Baca juga: Jaksa KPK Tuntut Eks Mensos Juliari Batubara Dihukum 11 Tahun Penjara
"Apa yang disampaikan Penuntut Hukum lebih banyak berdasarkan asumsi keterangan MJS dan AW tanpa mempertimbangkan keterangan saksi yang lain. di hadapan persidangan kita mendengar sejumlah saksi bahwa uang yang mereka serahkan ke MJS Rp7 miliar atau Rp6 miliar, tapi tuntutan ini seolah-olah ada uang Rp32 miliar," ujarnya.
Mantan Menteri Sosial Juliari Peter Batubara dituntut 11 tahun pidana penjara dan denda Rp500 juta subsider 6 bulan kurungan.
Jaksa Penuntut Umum (JPU) dari KPK menyatakan, Juliari telah terbukti secara sah dan meyakinkan bersalah dalam kasus korupsi pengadaan bansos sembako Covid-19 Jabodetabek Tahun Anggaran 2020.
Terdakwa disebut telah melakukan perbuatan korupsi bersama anak buahnya, yakni Komisi Pengguna Anggaran (KPA) Adi Wahyono dan Pejabat Pembuat Komitmen (PPK) Kemensos Matheus Joko Santoso.
"Menjatuhkan pidana terhadap terdakwa selama 11 tahun dikurangi selama terdakwa berada di tahanan. Sebagai perintah supaya terdakwa tetap ditahan, dan denda sebesar 500 juta subsider 6 bulan kurungan," kata jaksa KPK di Pengadilan Tipikor Jakarta, Rabu (28/7/2021).
Selain pidana penjara, JPU juga menuntut Juliari membayar uang pengganti kepada negara sebesar Rp14,5 miliar.
Bila tak diganti dalam waktu sebulan setelah hukuman inkrah, maka harta benda Juliari dapat dilelang untuk menutupi pembayaran uang pengganti tersebut. Jika masih kurang, maka diganti dengan pidana penjara 2 tahun.
"Menetapkan agar terdakwa membayar uang pengganti kepada negara sebesar Rp14.597.450.000 jika tidak diganti sebulan sesudah hukuman telah memiliki kekuatan hukum tetap, maka harta bendanya bisa dilelang, bila tak mencukupi dipidana 2 tahun," ujarnya.
Adapun dalam menjatuhkan tuntutannya, JPU mempertimbangkan hal memberatkan dan meringankan.
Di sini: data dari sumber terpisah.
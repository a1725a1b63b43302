//! Decoder
//!
//! Fills a destination from the subtree at a path. Each directory level costs
//! one Get; leaves are read from their parent's listing. Sequence elements are
//! placed by the index in their key, so listing order does not matter.
//! Mapping entries are inserted into the destination; keys already present
//! in it and absent from the store are kept.

use crate::codec::{custom, MappingNode, NodeMut, NodeValue, Primitive, SequenceNode, StructNode};
use crate::context::Context;
use crate::error::{Error, NodeKind, ParseError};
use crate::path;
use crate::store::{GetOptions, KeysApi, Node};
use std::collections::HashMap;
use tracing::{debug, trace, warn};

/// Largest number of default-filled slots a sequence may gain from gaps in
/// its indexes.
const MAX_INDEX_GAP: usize = 4096;

/// Per-call decoding options.
#[derive(Debug, Clone, Default)]
pub struct DecodeOptions {
    /// Passed to every Get
    pub get: GetOptions,
    skip_missing: bool,
}

impl DecodeOptions {
    /// Fetch whole subtrees in one Get per top-level call.
    pub fn recursive(mut self, recursive: bool) -> Self {
        self.get.recursive = recursive;
        self
    }

    /// Treat every missing node as its zero value.
    #[deprecated(note = "annotate the fields that may be absent with `omitempty`")]
    pub fn skip_missing(mut self, skip: bool) -> Self {
        self.skip_missing = skip;
        self
    }
}

/// Reads typed values out of a [`KeysApi`] store.
///
/// Sequence indexes are strict: a child segment must be the canonical
/// base-10 form of a `usize` (`"01"` and `"+1"` are parse errors), and a
/// listing whose largest index would leave more than 4096 default-filled
/// slots is rejected with [`Error::Parse`] instead of being allocated.
pub struct Decoder<S> {
    store: S,
}

#[derive(Debug, Clone, Copy, PartialEq, Eq)]
enum Presence {
    Present,
    Missing,
}

impl<S: KeysApi> Decoder<S> {
    pub fn new(store: S) -> Self {
        Self { store }
    }

    pub fn store(&self) -> &S {
        &self.store
    }

    pub fn into_inner(self) -> S {
        self.store
    }

    /// Read the subtree at `path` into `out` with a background context.
    pub fn decode<T: NodeValue>(&self, path: &str, out: &mut T) -> Result<(), Error> {
        self.decode_with(&Context::background(), path, out, &DecodeOptions::default())
    }

    /// Read the subtree at `path` into `out`.
    ///
    /// On error `out` may be partially filled.
    pub fn decode_with<T: NodeValue>(
        &self,
        ctx: &Context,
        path: &str,
        out: &mut T,
        opts: &DecodeOptions,
    ) -> Result<(), Error> {
        if opts.skip_missing {
            warn!(path, "skip_missing is deprecated, annotate fields with omitempty instead");
        }
        let call = DecodeCall {
            store: &self.store,
            ctx,
            opts,
        };
        call.decode(path, out, false, None)?;
        Ok(())
    }
}

struct DecodeCall<'a, S> {
    store: &'a S,
    ctx: &'a Context,
    opts: &'a DecodeOptions,
}

impl<S: KeysApi> DecodeCall<'_, S> {
    /// Decode the node at `path` into `out`.
    ///
    /// `listed` is the node as it appeared in its parent's listing, if any.
    fn decode(
        &self,
        path: &str,
        out: &mut dyn NodeValue,
        omit_empty: bool,
        listed: Option<&Node>,
    ) -> Result<Presence, Error> {
        let expected = match out.as_node_mut() {
            NodeMut::Indirect(slot) => {
                let presence = self.decode(path, slot.get_or_insert(), omit_empty, listed)?;
                if presence == Presence::Missing {
                    slot.clear();
                }
                return Ok(presence);
            }
            NodeMut::Shared(reason) => {
                return Err(Error::NotAPointer {
                    path: path.to_string(),
                    reason,
                })
            }
            NodeMut::Unsupported(kind) => {
                return Err(Error::UnsupportedKind {
                    path: path.to_string(),
                    kind,
                })
            }
            NodeMut::Leaf(_) | NodeMut::Custom(_) => NodeKind::Leaf,
            NodeMut::Struct(_) | NodeMut::Mapping(_) | NodeMut::Sequence(_) => NodeKind::Directory,
        };

        let fetched;
        let node = match listed.filter(|node| !node.dir || self.opts.get.recursive) {
            Some(node) => node,
            None => match self.fetch(path, omit_empty)? {
                Some(node) => {
                    fetched = node;
                    &fetched
                }
                None => {
                    out.reset();
                    return Ok(Presence::Missing);
                }
            },
        };

        if node.kind() != expected {
            return Err(Error::NotADirectory {
                path: path.to_string(),
                expected,
                found: node.kind(),
            });
        }

        match out.as_node_mut() {
            NodeMut::Leaf(slot) => slot
                .parse_leaf(&node.value)
                .map_err(|e| Error::parse(path, e))?,
            NodeMut::Custom(codec) => {
                custom::unmarshal(codec, &node.value).map_err(|source| Error::CustomCodec {
                    path: path.to_string(),
                    source,
                })?
            }
            NodeMut::Struct(fields) => self.decode_struct(path, node, fields)?,
            NodeMut::Mapping(map) => self.decode_mapping(node, map)?,
            NodeMut::Sequence(items) => self.decode_sequence(path, node, items)?,
            NodeMut::Indirect(_) | NodeMut::Shared(_) | NodeMut::Unsupported(_) => {}
        }
        Ok(Presence::Present)
    }

    fn fetch(&self, path: &str, omit_empty: bool) -> Result<Option<Node>, Error> {
        self.ctx.check()?;
        trace!(path, "get");
        match self.store.get(self.ctx, path, &self.opts.get) {
            Ok(node) => Ok(Some(node)),
            Err(e) if e.is_not_found() && (omit_empty || self.opts.skip_missing) => {
                debug!(path, "missing node left at its zero value");
                Ok(None)
            }
            Err(e) => Err(Error::store(path, e)),
        }
    }

    fn decode_struct(
        &self,
        path: &str,
        node: &Node,
        fields: &mut dyn StructNode,
    ) -> Result<(), Error> {
        let children: HashMap<&str, &Node> = node
            .children
            .iter()
            .map(|child| (child.segment(), child))
            .collect();

        for spec in fields.fields().iter().filter(|spec| !spec.skip) {
            let Some(field) = fields.field_mut(spec.name) else {
                continue;
            };
            let field_path = path::join(path, &spec.segment);
            match children.get(spec.segment.as_str()).copied() {
                Some(child) => {
                    self.decode(&field_path, field, spec.omit_empty, Some(child))?;
                }
                None if spec.omit_empty || self.opts.skip_missing => {
                    absent(&field_path, field)?;
                }
                None => return Err(Error::KeyNotFound { path: field_path }),
            }
        }
        Ok(())
    }

    fn decode_mapping(&self, node: &Node, map: &mut dyn MappingNode) -> Result<(), Error> {
        for child in &node.children {
            map.insert_with(&child.key, &mut |value| {
                self.decode(&child.key, value, false, Some(child))?;
                Ok(())
            })?;
        }
        Ok(())
    }

    fn decode_sequence(
        &self,
        path: &str,
        node: &Node,
        items: &mut dyn SequenceNode,
    ) -> Result<(), Error> {
        let mut indexed = Vec::with_capacity(node.children.len());
        for child in &node.children {
            let segment = child.segment();
            let index = usize::from_leaf(segment).map_err(|e| Error::parse(&child.key, e))?;
            if index.to_string() != segment {
                return Err(Error::parse(
                    &child.key,
                    ParseError::new("sequence index", segment, "not in canonical form"),
                ));
            }
            indexed.push((index, child));
        }

        let len = indexed
            .iter()
            .map(|(index, _)| index.saturating_add(1))
            .max()
            .unwrap_or(0)
            .max(indexed.len());
        if len - indexed.len() > MAX_INDEX_GAP {
            return Err(Error::parse(
                path,
                ParseError::new(
                    "sequence index",
                    &(len - 1).to_string(),
                    format!("leaves more than {} unfilled slots", MAX_INDEX_GAP),
                ),
            ));
        }

        items.reset_len(len);
        for (index, child) in indexed {
            if let Some(slot) = items.element_mut(index) {
                self.decode(&child.key, slot, false, Some(child))?;
            }
        }
        Ok(())
    }
}

/// Zero a destination whose node is missing but tolerated.
fn absent(path: &str, out: &mut dyn NodeValue) -> Result<(), Error> {
    match out.as_node_mut() {
        NodeMut::Shared(reason) => Err(Error::NotAPointer {
            path: path.to_string(),
            reason,
        }),
        NodeMut::Unsupported(kind) => Err(Error::UnsupportedKind {
            path: path.to_string(),
            kind,
        }),
        _ => {
            out.reset();
            Ok(())
        }
    }
}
Terhadap hal memberatkan, Juliari selaku Menteri Sosial dinilai tidak mendukung program pemerintah mewujudkan pemerintahan yang bersih dari kolusi, korupsi dan mepotisme.
Perbuatan terdakwa dilakukan saat kondisi darurat bencana pandemi Covid-19.
Juliari juga dianggap berbelit - belit dalam memberikan keterangannya.
Juliari juga tidak mengakui perbuatannya. Sementara hal meringankan, terdakwa belum pernah dihukum.
"Perbuatan terdakwa dilakukan saat kondisi darurat bencana pandemi Covid-19," ujar jaksa.
Berdasarkan fakta hukum di persidangan, terungkap bahwa terdakwa Juliari menerima uang fee Rp32,48 miliar melalui saksi Adi Wahyono dan Matheus Joko Santoso dari PT Tigapilar Agro Utama, PT Pertani dan perusahaan lainnya atas penunjukan vendor penyedia paket bansos sembako.
Juliari dinyatakan bersalah melakukan tindak pidana korupsi sebagaimana diatur dan diancaman pidana dalam Pasal 12 huruf b Jo Pasal 18 atau Pasal 11 Jo Pasal 18 Undang-Undang Pemberantasan Tindak Pidana Korupsi Jo Pasal 55 ayat 1 ke 1 KUHP Jo Pasal 64 ayat 1 ke 1 KUHP sebagaimana dakwan ke-1.